◆ YOUR GOAL:
Using the material that follows, output exactly the lines from the one containing "filename src/pages/not_found.rs" through the one containing "filename src/pages/mod.rs", with both ends kept.

◆ MATERIAL SUPPLIED:
----------
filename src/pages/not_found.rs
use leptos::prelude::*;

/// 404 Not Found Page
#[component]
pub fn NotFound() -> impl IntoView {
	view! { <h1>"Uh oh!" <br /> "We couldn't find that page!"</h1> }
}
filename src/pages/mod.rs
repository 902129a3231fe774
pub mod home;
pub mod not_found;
----------
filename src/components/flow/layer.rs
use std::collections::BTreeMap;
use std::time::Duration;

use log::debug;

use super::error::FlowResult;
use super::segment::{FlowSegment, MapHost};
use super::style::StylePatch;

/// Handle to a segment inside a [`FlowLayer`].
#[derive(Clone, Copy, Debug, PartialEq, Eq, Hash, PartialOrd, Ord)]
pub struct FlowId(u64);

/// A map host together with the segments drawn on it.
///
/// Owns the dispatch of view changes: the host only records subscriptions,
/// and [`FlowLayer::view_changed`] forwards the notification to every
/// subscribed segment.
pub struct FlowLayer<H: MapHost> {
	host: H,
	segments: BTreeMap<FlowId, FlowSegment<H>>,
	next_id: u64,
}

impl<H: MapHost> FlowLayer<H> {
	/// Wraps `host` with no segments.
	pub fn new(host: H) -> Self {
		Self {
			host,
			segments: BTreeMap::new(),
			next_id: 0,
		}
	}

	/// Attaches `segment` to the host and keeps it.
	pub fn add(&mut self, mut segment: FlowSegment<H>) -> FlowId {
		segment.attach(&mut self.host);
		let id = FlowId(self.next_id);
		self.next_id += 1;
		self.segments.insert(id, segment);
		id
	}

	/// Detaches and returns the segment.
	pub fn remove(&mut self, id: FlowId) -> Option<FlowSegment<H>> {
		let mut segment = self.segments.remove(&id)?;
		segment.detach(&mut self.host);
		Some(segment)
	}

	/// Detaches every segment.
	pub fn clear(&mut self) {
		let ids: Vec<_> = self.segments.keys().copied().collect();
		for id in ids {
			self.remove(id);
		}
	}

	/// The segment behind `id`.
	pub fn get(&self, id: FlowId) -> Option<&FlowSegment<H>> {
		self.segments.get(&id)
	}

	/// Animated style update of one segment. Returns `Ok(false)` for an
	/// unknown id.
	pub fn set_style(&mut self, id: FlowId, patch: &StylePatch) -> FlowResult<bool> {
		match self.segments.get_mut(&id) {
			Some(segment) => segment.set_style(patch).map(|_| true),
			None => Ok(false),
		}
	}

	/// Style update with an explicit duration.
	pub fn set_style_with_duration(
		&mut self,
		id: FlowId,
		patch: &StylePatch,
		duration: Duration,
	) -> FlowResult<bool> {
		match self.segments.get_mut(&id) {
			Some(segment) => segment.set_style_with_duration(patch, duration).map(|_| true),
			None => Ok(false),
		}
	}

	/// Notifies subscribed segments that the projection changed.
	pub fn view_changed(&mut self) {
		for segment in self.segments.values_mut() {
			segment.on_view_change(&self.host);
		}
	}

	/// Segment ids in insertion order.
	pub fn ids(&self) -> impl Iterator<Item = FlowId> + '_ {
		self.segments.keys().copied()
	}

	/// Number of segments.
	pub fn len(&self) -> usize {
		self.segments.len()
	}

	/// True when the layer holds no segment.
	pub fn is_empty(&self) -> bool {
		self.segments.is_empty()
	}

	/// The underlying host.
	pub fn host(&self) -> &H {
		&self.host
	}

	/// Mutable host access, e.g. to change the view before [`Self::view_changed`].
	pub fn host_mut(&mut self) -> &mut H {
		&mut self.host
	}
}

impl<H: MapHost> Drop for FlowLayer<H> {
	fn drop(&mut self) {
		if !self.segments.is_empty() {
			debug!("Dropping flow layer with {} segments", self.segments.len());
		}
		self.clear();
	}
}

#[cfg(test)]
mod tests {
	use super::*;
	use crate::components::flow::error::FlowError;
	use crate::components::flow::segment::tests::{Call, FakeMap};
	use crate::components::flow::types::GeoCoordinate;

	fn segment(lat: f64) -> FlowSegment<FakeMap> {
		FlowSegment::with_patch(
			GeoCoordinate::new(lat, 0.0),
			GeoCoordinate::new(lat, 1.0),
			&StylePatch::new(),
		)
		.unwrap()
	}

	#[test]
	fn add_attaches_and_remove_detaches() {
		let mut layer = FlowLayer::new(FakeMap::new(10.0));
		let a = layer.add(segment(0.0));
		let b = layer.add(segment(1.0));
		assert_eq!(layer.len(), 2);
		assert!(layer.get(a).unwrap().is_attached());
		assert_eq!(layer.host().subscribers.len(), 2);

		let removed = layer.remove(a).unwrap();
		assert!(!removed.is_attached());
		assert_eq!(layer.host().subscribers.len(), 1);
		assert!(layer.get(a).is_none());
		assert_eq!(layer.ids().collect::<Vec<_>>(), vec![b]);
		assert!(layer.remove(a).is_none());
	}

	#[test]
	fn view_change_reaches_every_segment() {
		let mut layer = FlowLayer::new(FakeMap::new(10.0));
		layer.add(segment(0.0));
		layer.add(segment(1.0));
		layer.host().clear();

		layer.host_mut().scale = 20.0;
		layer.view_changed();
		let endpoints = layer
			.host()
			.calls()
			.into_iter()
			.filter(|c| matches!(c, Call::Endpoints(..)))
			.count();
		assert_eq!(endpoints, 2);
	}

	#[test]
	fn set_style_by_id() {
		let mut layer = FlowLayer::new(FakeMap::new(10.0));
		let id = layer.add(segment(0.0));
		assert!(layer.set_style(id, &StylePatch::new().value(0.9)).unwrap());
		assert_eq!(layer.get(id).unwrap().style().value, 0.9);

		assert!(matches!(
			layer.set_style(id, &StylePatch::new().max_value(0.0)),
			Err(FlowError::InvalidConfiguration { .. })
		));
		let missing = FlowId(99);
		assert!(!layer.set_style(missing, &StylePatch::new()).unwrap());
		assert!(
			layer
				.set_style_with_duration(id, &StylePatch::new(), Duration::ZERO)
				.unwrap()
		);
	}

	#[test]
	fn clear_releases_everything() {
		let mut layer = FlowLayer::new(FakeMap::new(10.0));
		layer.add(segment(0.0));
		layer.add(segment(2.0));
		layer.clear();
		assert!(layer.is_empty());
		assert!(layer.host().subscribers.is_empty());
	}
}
----------
◆ COMPLETED TASK:
filename src/pages/not_found.rs
use leptos::prelude::*;

/// 404 Not Found Page
#[component]
pub fn NotFound() -> impl IntoView {
	view! { <h1>"Uh oh!" <br /> "We couldn't find that page!"</h1> }
}
filename src/pages/mod.rs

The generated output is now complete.